5-- Critical Context (X3): Presents historical, biographical, and cultural background that helps the audience to situate the writer in the important world events and artistic questions of his time.
4-- Presentation Mechanics (X2): Group members each present for a roughly equal portion of 15-20 minutes, and the visual aid(s) presented to the audience effectively help to inform and expand the audience’s grasp of the writer’s “Significance” and/or “Context,” above.
TOTAL 38 / 50pts 76%
Comments: The critical context provided on Hunter Thompson’s rise to cult status and the impact of the 1960s counter-culture on his writing, especially on Fear and Loathing, was the strongest and most compelling portion of this presentation.
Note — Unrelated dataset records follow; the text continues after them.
use std::path::PathBuf;
use std::sync::Arc;

use anyhow::Context as _;
use clap::Parser;
use log::info;
use nalgebra::{Point3, Vector3};
use threadpool::ThreadPool;

use voxel_cone_tracing::camera::{deg2rad, Camera, OrbitCamera};
use voxel_cone_tracing::config::GiConfig;
use voxel_cone_tracing::gi::debug_view::render_debug_view;
use voxel_cone_tracing::gi::voxelizer::{SceneObject, SceneParams, SliceRasterizer};
use voxel_cone_tracing::gi::GiSystem;
use voxel_cone_tracing::object::{demo_room, MeshObject};
use voxel_cone_tracing::render_system::gpu_voxelizer::GpuVoxelizer;
use voxel_cone_tracing::render_system::preview::{render_preview, PreviewInputs, PreviewScene};
use voxel_cone_tracing::render_system::shadow_map::ShadowMap;
use voxel_cone_tracing::render_system::soft_raster::SoftwareVoxelizer;

const SHADOW_MAP_SIZE: u32 = 512;

/// Voxelizes a test room and writes a cone-traced preview and a view of the voxel volume.
#[derive(Debug, Parser)]
#[command(version, about)]
struct Args {
    /// JSON configuration file. Missing fields take their defaults.
    #[arg(long, short = 'c', value_name = "FILE")]
    config: Option<PathBuf>,

    /// Voxelize on the GPU instead of the software rasterizer.
    #[arg(long)]
    gpu: bool,

    /// Directory the images are written to.
    #[arg(long, short = 'o', default_value = ".")]
    out: PathBuf,

    /// Log debug output.
    #[arg(long, short = 'v')]
    verbose: bool,
}

fn main() -> anyhow::Result<()> {
    let args = Args::parse();

    use simplelog::LevelFilter::{Debug, Info, Off};
    simplelog::TermLogger::init(
        if args.verbose { Debug } else { Info },
        simplelog::ConfigBuilder::new()
            .set_target_level(Off)
            .set_location_level(Off)
            .build(),
        simplelog::TerminalMode::Stderr,
        simplelog::ColorChoice::Auto,
    )?;

    let config = match &args.config {
        Some(path) => GiConfig::load(path)
            .with_context(|| format!("failed to load config from {}", path.display()))?,
        None => GiConfig::default(),
    };

    if args.gpu {
        run(&args, &config, GpuVoxelizer::headless()?)
    } else {
        run(&args, &config, SoftwareVoxelizer::new())
    }
}

fn run<R: SliceRasterizer>(args: &Args, config: &GiConfig, rasterizer: R) -> anyhow::Result<()> {
    let mut gi = GiSystem::new(config, rasterizer)?;

    let room: Vec<MeshObject> = demo_room(config.scene_scale);
    let objects: Vec<&dyn SceneObject> = room.iter().map(|o| o as &dyn SceneObject).collect();
    let light = Vector3::new(0.3, 1.0, 0.45).normalize();

    gi.voxelize_scene(&objects, &SceneParams::with_light(light))?;

    let shadow_map = ShadowMap::render(&objects, &light, config.scene_scale, SHADOW_MAP_SIZE)?;

    let mut camera = OrbitCamera::new(config.scene_scale * 2.2, deg2rad(15.0), deg2rad(90.0));
    camera.set_position(Point3::origin());

    let preview = &config.preview;
    let pool = ThreadPool::new(preview.threads.max(1));
    let inputs = Arc::new(PreviewInputs {
        scene: PreviewScene::gather(&objects),
        volume: gi.volume().clone(),
        lighting: *gi.lighting(),
        light_direction: Some(light),
        shadow_map: Some(shadow_map),
    });

    std::fs::create_dir_all(&args.out)?;

    let image = render_preview(&pool, inputs, &camera, preview.width, preview.height)?;
    let path = args.out.join("preview.png");
    image.save(&path)?;
    info!("wrote {}", path.display());

    let debug = render_debug_view(
        gi.volume(),
        &camera as &dyn Camera,
        preview.width,
        preview.height,
        preview.debug_mip,
    );
    let path = args.out.join("voxels.png");
    debug.save(&path)?;
    info!("wrote {}", path.display());

    Ok(())
}
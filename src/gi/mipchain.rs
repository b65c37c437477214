use super::volume::{MipLevel, Rgba8};

/// Rebuilds `levels[1..]` from `levels[0]` with a box filter over the eight children.
///
/// `levels` must hold one entry per power of two from the base resolution down to 1.
pub fn generate_mip_chain(levels: &mut [MipLevel]) {
    for level in 1..levels.len() {
        let (finer, coarser) = levels.split_at_mut(level);
        downsample(&finer[level - 1], &mut coarser[0]);
    }
}

fn downsample(prev: &MipLevel, next: &mut MipLevel) {
    let prev_n = prev.resolution as usize;
    let next_n = next.resolution as usize;
    debug_assert_eq!(prev_n, next_n * 2);

    let idx = |x: usize, y: usize, z: usize| x + y * prev_n + z * prev_n * prev_n;

    for z in 0..next_n {
        for y in 0..next_n {
            for x in 0..next_n {
                let mut sum = [0u32; 4];
                for (dx, dy, dz) in CHILDREN {
                    let child = prev.texels[idx(2 * x + dx, 2 * y + dy, 2 * z + dz)];
                    for c in 0..4 {
                        sum[c] += child[c] as u32;
                    }
                }
                next.texels[x + y * next_n + z * next_n * next_n] = average(sum);
            }
        }
    }
}

const CHILDREN: [(usize, usize, usize); 8] = [
    (0, 0, 0),
    (1, 0, 0),
    (0, 1, 0),
    (1, 1, 0),
    (0, 0, 1),
    (1, 0, 1),
    (0, 1, 1),
    (1, 1, 1),
];

// rounded mean of eight children
fn average(sum: [u32; 4]) -> Rgba8 {
    sum.map(|s| ((s + 4) / 8) as u8)
}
Each member spent a little over five minutes presenting this information, but the visual aids, pictures from Thompson’s youth, added only a little to the critical context of the presentation. More interesting might have been examples of the artwork done by Ralph Steadman that you mentioned several times has been associated with Thompson’s writing and his “Gonzo journalism” in general. The presentation also might have made stronger connections between Thompson’s work and those of his contemporaries and others who came later to be associated with the “New Journalism” his work helped to define—Joan Didion, Truman Capote, Norman Mailer, Tom Wolfe, and much more recently William T. Vollmann and David Foster Wallace. New Journalism was hardly mentioned, in fact, much less defined or described. And what was Thompson’s connection to the work we’ve discussed this semester? To the “magical realism” of Garcia Marquez, for instance, or Fitzgerald’s portrait of the “American Dream” sought in The Great Gatsby?